Los planteos en torno a “tender puentes”, suturar las heridas, desandar la grieta, suscitar un diálogo, apostar a la reconciliación, resultan un territorio minado, un tembladeral de suspicacias y recelos. Arenes y Pikielny recorren y describen algunas propuestas que hablan de reconciliación y de perdón, pero bajo ciertos límites, acuerdos previos e incluso exigencias, que son esgrimidas desde trayectorias y posiciones muy disímiles. José María Sacheri, hijo de un profesor de filosofía asesinado por el ERP, viene “trabajando en procesos de perdón y reconciliación”. Ricardo Saint-Jean, hijo del ex gobernador bonaerense durante la dictadura, también habla de pacificación y reconciliación. Desde el otro polo, Mario Javier Firmenich, hijo del ex líder montonero, defiende la posibilidad de que justamente sean los hijos quienes puedan “recomponer grietas y trabajar por la unidad” para que los nietos no hereden las heridas. Aníbal Guevara trabaja para que los detenidos hagan un pedido público de perdón y den información sobre los cuerpos de los desaparecidos y sobre los niños apropiados. La socióloga Claudia Hilb fue quien planteó las condiciones indispensables para la reconciliación: que se reconozca que el terrorismo de Estado no es homologable con los crímenes de la izquierda insurgente y que se aporte información concreta sobre las víctimas. A su vez, Norma Morandini plantea, en su libro De la culpa al perdón, la necesidad de la sociedad de perdonarse a sí misma por haber permitido que se cometan los crímenes contra nuestros hermanos, pero que ello no suponga la cancelación del castigo de la justicia. Héctor Leis, ex montonero, en su libro Un testamento de los años 70 pide perdón a sus antiguos enemigos y propone un memorial conjunto con el nombre de todas las víctimas. Graciela Fernández Meijide, que coprotagonizó con él el documental El diálogo, valoró estas propuestas, pero asimismo señaló la imposibilidad de equiparar ambas violencias (p. 16-18). Se trata de perspectivas contaminadas por las sospechas y acusaciones en torno a una reconciliación que conduzca a la teoría de los dos demonios e impacte negativamente en la justicia, provocando un retroceso. Las periodistas advierten que su misma invitación de reunir en este libro los testimonios de hijos de víctimas y victimarios ha sido leído por algunos de los participantes como un “camino de reconciliación”.

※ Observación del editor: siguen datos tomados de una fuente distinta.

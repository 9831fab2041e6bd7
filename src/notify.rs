//! Delivery of state-change notifications to a renderer.

use crate::error::GameError;
use crate::games::tictactoe::TurnUpdate;
use tokio::sync::mpsc;

/// Receives a notification after every state change.
///
/// Delivery is fire-and-forget: the game loops never wait on the renderer
/// and ignore failures to deliver.
pub trait RenderTarget<N> {
    /// Hands one notification to the renderer.
    fn render(&mut self, update: N);
}

/// Records notifications in order.
impl<N> RenderTarget<N> for Vec<N> {
    fn render(&mut self, update: N) {
        self.push(update);
    }
}

/// Forwards notifications to another task. A dropped receiver is ignored.
impl<N> RenderTarget<N> for mpsc::UnboundedSender<N> {
    fn render(&mut self, update: N) {
        let _ = self.send(update);
    }
}

/// What the turn loop reports for each input it handled.
#[derive(Debug, Clone, PartialEq, Eq)]
pub enum TurnEvent {
    /// The session changed.
    Updated(TurnUpdate),
    /// A selection was refused; the session is unchanged.
    Rejected(GameError),
}

#[cfg(test)]
mod tests {
    use super::*;

    #[test]
    fn test_vec_records_in_order() {
        let mut target: Vec<u32> = Vec::new();
        target.render(1);
        target.render(2);
        assert_eq!(target, vec![1, 2]);
    }

    #[tokio::test]
    async fn test_channel_forwards_and_ignores_closed() {
        let (mut tx, mut rx) = mpsc::unbounded_channel();
        tx.render("moved");
        assert_eq!(rx.recv().await, Some("moved"));

        drop(rx);
        tx.render("dropped");
    }
}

En el interior de una posible cronología de la literatura y de la producción cultural de HIJOS, la voz de los hijos de represores constituye, al parecer, un último eslabón a escuchar y tener en cuenta, que adviene luego de un proceso de institucionalización y canonización de las memorias de los HIJOS de desaparecidos iniciado a mediados de la década de 1990, para señalar allí mismo un hueco sin escucha, un límite a sobrepasar. No se trata, ciertamente, de la consigna de una memoria completa, tal como la formula Cecilia Pando o lo plantean las demandas de la revista B1: Vitamina para la memoria de la guerra en los 70, entre otras perspectivas que adhieren a la teoría de los dos demonios, sino de una escucha sobre los otros hijos.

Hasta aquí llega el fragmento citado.